But there is more to scoring goals than skating fast and throwing the body around down low—and Kreider has a couple tools that stand out in this regard.
Many Kreider goals result from what has become a classic play in recent years: Stepan (or some other center) throws the puck off the boards, Kreider uses his speed to beat the D to it down the left wing, and then cuts cross-crease and sneaks a backhander inside the far post.
It’s a play that maximizes the physical tools that give Kreider an advantage over opposing defenses. He can use his elite speed to open space and drive the net, then use his size and reach to get around the goalie and put the puck in the net.
But Kreider’s more impressive asset is his ability to release the puck in positions that catch the goalie unprepared and do so with such velocity that there is no chance for a save.
The now-infamous 2014 play that resulted in a sprained knee for Carey Price is an example of this.
Looking past the resulting collision, Kreider was breaking in on a goalie with speed, having just been slashed and knocked off-balance. Despite his attempt to stop, thus putting him in an awkward position, Kreider still got a shot off, missing inches wide, with Price taken off-guard. Only minutes later, he scored a goal on a similar play.
More recently, we saw Kreider use this technique to score a goal against the Florida Panthers. After receiving a pass in-zone, he faked a shot, showing Panthers’ goalie James Reimer that he was on his back foot—thus in an almost impossible shooting position—before releasing a laser.
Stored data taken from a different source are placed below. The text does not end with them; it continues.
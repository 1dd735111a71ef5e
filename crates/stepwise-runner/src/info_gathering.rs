use chrono::Utc;
use serde_json::{Map, Value};
use stepwise_core::lifecycle::{InfoGathering, Lifecycle};
use stepwise_core::{
    Attempts, ContextEntry, ErrorKind, InfoExchange, InfoKind, InfoRequest, InfoResponse, Purpose,
};
use stepwise_prompts::ReasoningContext;
use tokio_util::sync::CancellationToken;
use tracing::{debug, info, warn};

use crate::error::OrchestrationError;
use crate::parse::parse_info_need;
use crate::ports::Ports;

/// How a gathering loop ended.
#[derive(Debug, Clone, Copy, PartialEq, Eq)]
pub struct GatherSummary {
    /// Reasoning round-trips made.
    pub rounds: u32,
    /// Rounds that attached an entry (a value or a decline) to context.
    pub entries_added: u32,
    /// The backend still wanted more when the round cap was hit.
    pub capped: bool,
}

/// Asks the reasoning backend whether a subtask needs more context and
/// collects it from the operator, at most `max_rounds` times.
pub struct InfoGatherer<'a> {
    ports: &'a Ports,
    max_rounds: u32,
    cancel: &'a CancellationToken,
}

impl<'a> InfoGatherer<'a> {
    pub fn new(ports: &'a Ports, max_rounds: u32, cancel: &'a CancellationToken) -> Self {
        Self {
            ports,
            max_rounds,
            cancel,
        }
    }

    /// Run the loop. A round whose port call fails is abandoned and recorded
    /// on the subtask; the loop moves on. Only cancellation and store
    /// failures end it early with an error.
    pub async fn gather(
        &self,
        requirement: &str,
        lifecycle: &mut Lifecycle<InfoGathering>,
    ) -> Result<GatherSummary, OrchestrationError> {
        let mut summary = GatherSummary {
            rounds: 0,
            entries_added: 0,
            capped: false,
        };
        let mut satisfied = false;

        for round in Attempts::up_to(self.max_rounds) {
            self.checkpoint()?;
            summary.rounds = round;
            let ctx = ReasoningContext::for_subtask(requirement, lifecycle.subtask())
                .with_round(round, self.max_rounds);

            let text = match self
                .ports
                .reasoning
                .complete(Purpose::CheckInfoNeed, &ctx)
                .await
            {
                Ok(text) => text,
                Err(e) => {
                    self.abandon(lifecycle, round, format!("{e:#}"));
                    continue;
                }
            };
            let request = match parse_info_need(&text, round) {
                Ok(Some(request)) => request,
                Ok(None) => {
                    debug!(
                        "subtask {} needs no more information after round {}",
                        lifecycle.subtask().id,
                        round
                    );
                    satisfied = true;
                    break;
                }
                Err(e) => {
                    self.abandon(lifecycle, round, e.to_string());
                    continue;
                }
            };

            let response = match self.obtain(&request).await {
                Ok(response) => response,
                Err(OrchestrationError::Cancelled) => return Err(OrchestrationError::Cancelled),
                Err(e) => {
                    self.abandon(lifecycle, round, e.to_string());
                    continue;
                }
            };

            let entry = match response.value {
                Some(ref value) if !response.declined => {
                    ContextEntry::gathered(round, request.kind, value.clone())
                }
                _ => ContextEntry::declined(round, request.kind, &request.question),
            };
            lifecycle.append_context(entry);
            summary.entries_added += 1;

            let exchange = InfoExchange {
                subtask_id: lifecycle.subtask().id.clone(),
                request,
                response,
                recorded_at: Utc::now(),
            };
            self.ports.store.append_info_exchange(&exchange).await?;
            self.ports.store.save_subtask(lifecycle.subtask()).await?;
        }

        if !satisfied && summary.rounds == self.max_rounds && self.max_rounds > 0 {
            summary.capped = true;
            info!(
                "subtask {}: info round cap ({}) reached, proceeding with gathered context",
                lifecycle.subtask().id,
                self.max_rounds
            );
        }
        Ok(summary)
    }

    fn checkpoint(&self) -> Result<(), OrchestrationError> {
        if self.cancel.is_cancelled() {
            return Err(OrchestrationError::Cancelled);
        }
        Ok(())
    }

    fn abandon(&self, lifecycle: &mut Lifecycle<InfoGathering>, round: u32, message: String) {
        warn!(
            "subtask {}: info round {} abandoned: {}",
            lifecycle.subtask().id,
            round,
            message
        );
        lifecycle.record_error(ErrorKind::InfoGathering, format!("round {round}: {message}"));
    }

    /// One human interaction, plus a tool fetch for approved directory and
    /// file requests.
    async fn obtain(&self, request: &InfoRequest) -> Result<InfoResponse, OrchestrationError> {
        let port_err = |e: anyhow::Error| OrchestrationError::InfoGathering(format!("{e:#}"));
        self.checkpoint()?;

        if !request.kind.requires_approval() {
            let answer = self
                .ports
                .confirmation
                .prompt(&question_text(request))
                .await
                .map_err(port_err)?;
            let answer = answer.trim();
            return Ok(if answer.is_empty() {
                InfoResponse::declined(request.round, None)
            } else {
                InfoResponse::provided(request.round, answer, None)
            });
        }

        let target = request.target.as_deref().unwrap_or(".");
        let approved = self
            .ports
            .confirmation
            .confirm(&approval_text(request, target))
            .await
            .map_err(port_err)?;
        if !approved {
            info!("operator declined disclosure of {}", target);
            return Ok(InfoResponse::declined(request.round, Some(false)));
        }

        self.checkpoint()?;
        let tool = match request.kind {
            InfoKind::DirectoryListing => "list_directory",
            _ => "read_file",
        };
        let mut params = Map::new();
        params.insert("path".into(), Value::String(target.to_string()));
        let outcome = self
            .ports
            .tools
            .invoke(tool, &params)
            .await
            .map_err(port_err)?;
        if !outcome.success {
            return Err(OrchestrationError::InfoGathering(format!(
                "{tool} {target}: {}",
                outcome.error.unwrap_or_else(|| "failed".into())
            )));
        }
        Ok(InfoResponse::provided(
            request.round,
            outcome.payload.unwrap_or_default(),
            Some(true),
        ))
    }
}

fn question_text(request: &InfoRequest) -> String {
    if request.justification.is_empty() || request.justification == request.question {
        request.question.clone()
    } else {
        format!("{}\n({})", request.question, request.justification)
    }
}

fn approval_text(request: &InfoRequest, target: &str) -> String {
    let what = match request.kind {
        InfoKind::DirectoryListing => "list the directory",
        _ => "read the file",
    };
    let mut text = format!("Allow the assistant to {what} `{target}`?");
    if !request.justification.is_empty() {
        text.push_str(&format!("\nReason: {}", request.justification));
    }
    text
}
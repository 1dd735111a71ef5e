use std::path::PathBuf;
use std::time::Duration;

use anyhow::{bail, Context, Result};
use async_trait::async_trait;
use stepwise_core::Purpose;
use stepwise_prompts::{assemble_prompt, ReasoningContext};
use tokio::process::Command;
use tracing::{debug, info};

use super::ReasoningPort;
use crate::process;

/// Reasoning backend that shells out to the `claude` command-line tool.
///
/// `anthropic_base_url` and `anthropic_auth_token` point the CLI at any
/// Anthropic-compatible endpoint.
pub struct ClaudeCliReasoning {
    pub binary: String,
    pub anthropic_base_url: Option<String>,
    pub anthropic_auth_token: Option<String>,
    pub model: Option<String>,
    pub work_dir: PathBuf,
    pub timeout: Duration,
    pub kill_grace: Duration,
}

impl ClaudeCliReasoning {
    pub fn new(work_dir: impl Into<PathBuf>) -> Self {
        Self {
            binary: "claude".into(),
            anthropic_base_url: None,
            anthropic_auth_token: None,
            model: None,
            work_dir: work_dir.into(),
            timeout: Duration::from_secs(300),
            kill_grace: Duration::from_secs(10),
        }
    }

    fn command(&self, prompt: &str) -> Command {
        let mut cmd = Command::new(&self.binary);
        cmd.arg("-p")
            .arg(prompt)
            .arg("--output-format")
            .arg("text")
            .current_dir(&self.work_dir);
        if let Some(ref model) = self.model {
            cmd.arg("--model").arg(model);
        }
        if let Some(ref url) = self.anthropic_base_url {
            cmd.env("ANTHROPIC_BASE_URL", url);
        }
        if let Some(ref token) = self.anthropic_auth_token {
            cmd.env("ANTHROPIC_AUTH_TOKEN", token);
        }
        cmd
    }
}

#[async_trait]
impl ReasoningPort for ClaudeCliReasoning {
    fn name(&self) -> &str {
        if self.anthropic_base_url.is_some() {
            "claude-cli/custom"
        } else {
            "claude-cli"
        }
    }

    async fn preflight_check(&self) -> Result<()> {
        let output = Command::new(&self.binary)
            .arg("--version")
            .output()
            .await
            .with_context(|| format!("`{}` is not installed or not on PATH", self.binary))?;
        if !output.status.success() {
            bail!("{} --version failed", self.binary);
        }
        info!(
            "{}: {}",
            self.binary,
            String::from_utf8_lossy(&output.stdout).trim()
        );
        Ok(())
    }

    async fn complete(&self, purpose: Purpose, context: &ReasoningContext) -> Result<String> {
        let prompt = assemble_prompt(purpose, context);
        debug!("{} prompt ({} bytes)", purpose, prompt.len());
        let mut cmd = self.command(&prompt);
        let output = process::run_managed_with_timeout(&mut cmd, self.timeout, self.kill_grace)
            .await
            .with_context(|| format!("{} call for {purpose}", self.name()))?;
        if !output.success {
            bail!(
                "{} exited with code {}: {}",
                self.binary,
                output.exit_code,
                output.stderr.trim()
            );
        }
        Ok(output.stdout)
    }
}

#[cfg(test)]
mod tests {
    use super::*;

    #[test]
    fn name_default() {
        let b = ClaudeCliReasoning::new(".");
        assert_eq!(b.name(), "claude-cli");
    }

    #[test]
    fn name_custom_endpoint() {
        let mut b = ClaudeCliReasoning::new(".");
        b.anthropic_base_url = Some("https://custom.example.com".into());
        assert_eq!(b.name(), "claude-cli/custom");
    }

    #[tokio::test]
    async fn complete_returns_stdout() {
        // `echo` prints its arguments, so the response is the assembled prompt.
        let mut b = ClaudeCliReasoning::new(".");
        b.binary = "echo".into();
        let ctx = ReasoningContext::for_requirement("write hello world");
        let out = b.complete(Purpose::Decompose, &ctx).await.unwrap();
        assert!(out.contains("write hello world"));
    }

    #[tokio::test]
    async fn nonzero_exit_is_an_error() {
        let mut b = ClaudeCliReasoning::new(".");
        b.binary = "false".into();
        let ctx = ReasoningContext::for_requirement("x");
        assert!(b.complete(Purpose::Generate, &ctx).await.is_err());
    }

    #[tokio::test]
    async fn preflight_missing_binary() {
        let mut b = ClaudeCliReasoning::new(".");
        b.binary = "definitely-not-a-real-binary-xyz".into();
        assert!(b.preflight_check().await.is_err());
    }
}
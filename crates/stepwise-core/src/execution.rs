use std::fmt;

use serde::{Deserialize, Serialize};
use serde_json::{Map, Value};

/// Execution path chosen for a subtask.
#[derive(Debug, Clone, Copy, PartialEq, Eq, Serialize, Deserialize)]
#[serde(rename_all = "snake_case")]
pub enum ExecutionMode {
    Tool,
    Generated,
}

impl ExecutionMode {
    pub fn as_str(&self) -> &'static str {
        match self {
            ExecutionMode::Tool => "tool",
            ExecutionMode::Generated => "generated",
        }
    }

    pub fn parse_str(s: &str) -> Option<Self> {
        match s {
            "tool" => Some(ExecutionMode::Tool),
            "generated" => Some(ExecutionMode::Generated),
            _ => None,
        }
    }
}

impl fmt::Display for ExecutionMode {
    fn fmt(&self, f: &mut fmt::Formatter<'_>) -> fmt::Result {
        f.write_str(self.as_str())
    }
}

/// A tool advertised by the Tool Port.
#[derive(Debug, Clone, PartialEq, Serialize, Deserialize)]
pub struct ToolSpec {
    pub name: String,
    pub description: String,
    /// JSON schema of the parameters object.
    pub parameters: Value,
}

/// A structured tool invocation produced by the Reasoning Port.
#[derive(Debug, Clone, PartialEq, Serialize, Deserialize)]
pub struct ToolCall {
    pub tool: String,
    #[serde(default)]
    pub parameters: Map<String, Value>,
}

/// Uniform result envelope for both execution paths.
#[derive(Debug, Clone, PartialEq, Serialize, Deserialize)]
pub struct ExecutionResult {
    pub mode: ExecutionMode,
    pub payload: Option<String>,
    pub success: bool,
    pub error: Option<String>,
    /// The invocation that produced this result, on the tool path.
    #[serde(default)]
    pub tool_call: Option<ToolCall>,
}

impl ExecutionResult {
    pub fn succeeded(mode: ExecutionMode, payload: impl Into<String>) -> Self {
        Self {
            mode,
            payload: Some(payload.into()),
            success: true,
            error: None,
            tool_call: None,
        }
    }

    pub fn failed(mode: ExecutionMode, error: impl Into<String>) -> Self {
        Self {
            mode,
            payload: None,
            success: false,
            error: Some(error.into()),
            tool_call: None,
        }
    }

    pub fn with_tool_call(mut self, call: ToolCall) -> Self {
        self.tool_call = Some(call);
        self
    }
}

#[cfg(test)]
mod tests {
    use super::*;

    #[test]
    fn mode_parse_is_strict() {
        assert_eq!(ExecutionMode::parse_str("tool"), Some(ExecutionMode::Tool));
        assert_eq!(ExecutionMode::parse_str("generated"), Some(ExecutionMode::Generated));
        assert_eq!(ExecutionMode::parse_str("generate"), None);
        assert_eq!(ExecutionMode::parse_str("Tool"), None);
    }

    #[test]
    fn failed_result_carries_error() {
        let r = ExecutionResult::failed(ExecutionMode::Tool, "unknown tool `frob`");
        assert!(!r.success);
        assert!(r.payload.is_none());
        assert_eq!(r.error.as_deref(), Some("unknown tool `frob`"));
    }

    #[test]
    fn tool_call_parameters_default_to_empty() {
        let call: ToolCall = serde_json::from_str(r#"{"tool": "list_directory"}"#).unwrap();
        assert_eq!(call.tool, "list_directory");
        assert!(call.parameters.is_empty());
    }
}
Reimer had no chance, and it was all about the way Kreider set up his body prior to shooting. The fake was nice, but it was the speed with which he shot after the fake that sealed the goal. Indeed, during the actual release of the puck, both of his feet were off the ice. It was the kind of shot that only two or three players in the NHL would even think of attempting, much less executing.
A typical NHL power forward scores most of his goals from the dirty areas, but Chris Kreider’s technique gives him a leg up. The Rangers haven’t had a player with such a dangerous release since the years of Marian Gaborik.